La mañana de ese día se había iniciado con una marcada sensación de intranquilidad para todos los habitantes de San Juan, un pequeño, aunque acogedor, pueblecito de la costa norte. Nadie sabía por qué, pero todos llevaban en sí un extraño sentimiento de intranquilidad.
A pesar de esta rareza, nadie olvidó que por la tarde la función de matinée –única por entonces– del circo visitante comenzaría a las cuatro. Era una especie de “sacada de vuelta” a la mala impresión que reinaba ese día en el ambiente, lo que evitaba respirar con tranquilidad. Además, en este circo (que por disposición del alcalde sanjuanero se erguía modesto, pero con buen aspecto y llamativa imagen, algo alejado de la comunidad) se ofrecía entretenimiento asegurado por la calidad y novedad de su presentación. Mas de entre todos los números, resaltaba el arte histriónico y elocuente de la payasa del circo: una mujer que parecía llevar en sí la síntesis de todas las mujeres y de ninguna a la vez, pero que trabajaba en ese oficio con pasión desde hacía buenos años. Su espectáculo era nada común. Primero por tratarse de una mujer encarnando y segundo por el mensaje de su escena: jocosa, pero de contenido realista y, sobre todo, moral. Esto gustaba a la gente. Los alejaba, aunque sea por unos momentos, de los diarios problemas, de la realidad del campo y sus vicisitudes. Y así como los hacía reír, también los hacía reflexionar.
Nadie sabe hasta hoy qué pasó, pero una media hora antes del inicio de la función, el circo fue hecho presa del fuego. Preocupado por el avance de las llamas por los pastizales secos del campo que se extendían hasta la comunidad, el dueño del circo envió al pueblo a su famosa payasa, que ya estaba lista para la actuación, a pedir auxilio.
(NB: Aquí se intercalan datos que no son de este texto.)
/// Kind and id of a fake object, as recorded in the journal.
#[derive(Debug, Clone, Copy, PartialEq, Eq, Hash)]
pub enum Object {
    Device(u64),
    Context(u64),
    Factory(u64),
    SwapChain(u64),
    Texture(u64),
    Query(u64),
}

/// One journal entry. Device ids identify which device a call ran on.
#[derive(Debug, Clone, Copy, PartialEq, Eq)]
pub enum Event {
    Created(Object),
    Released(Object),
    BackBuffer { swap_chain: u64 },
    OpenShared { device: u64 },
    Copy { device: u64 },
    CopyRejected { device: u64 },
    Flush { device: u64 },
    EndQuery { device: u64 },
    QuerySignaled { device: u64 },
    Present { swap_chain: u64, sync_interval: u32, allow_tearing: bool },
    Resize { swap_chain: u64, desc: TextureDesc },
    ContextProtected { device: u64 },
    ContextLocked { device: u64 },
    ContextUnlocked { device: u64 },
    SetColorSpace { swap_chain: u64, color_space: ColorSpace },
}

/// Operations that can be made to fail.
#[derive(Debug, Clone, Copy, PartialEq, Eq, Hash)]
pub enum Failure {
    DeviceCreation,
    FactoryCreation,
    SwapChainCreation,
    BackBuffer,
    SharedTextureCreation,
    SharedHandle,
    OpenShared,
    QueryCreation,
    /// Queries stay unsignaled forever.
    QueryNeverSignals,
    /// Polling a query reports a lost device.
    QueryError,
    Present,
    Resize,
    ContextProtection,
}

type Journal = Arc<Mutex<Vec<Event>>>;

/// Records [`Event::Released`] when the owning handle's last clone drops.
#[derive(Debug)]
struct Tracked {
    object: Object,
    journal: Journal,
}

impl Drop for Tracked {
    fn drop(&mut self) {
        self.journal.lock().push(Event::Released(self.object));
    }
}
Una vez que llegó allá para cumplir su cometido, la payasa gritaba “¡Auxilio! ¡Auxilio...! ¡El circo se quema y el fuego avanza por los pastizales...!”. Pero los pobladores creyeron que se trataba de un espectacular truco para lograr que más gente asistiera a la función que estaba a punto de empezar. Se reían y hasta aplaudían a la payasa, mientras ella se desgañitaba cada vez más y, entrando en pánico, agudizaba su pedido de auxilio acompañada ahora de llanto, intentando explicar que no era broma lo que ella decía, que esto era serio y que necesitaba la ayuda de todos. Pero seguían sin escucharla.
Para cuando los pobladores reaccionaron, toda acción fue en vano, porque, así como el circo, el mismo pueblo fue devorado por el incendio. Nada se pudo hacer. Pudo más el atuendo y la condición de ser mujer.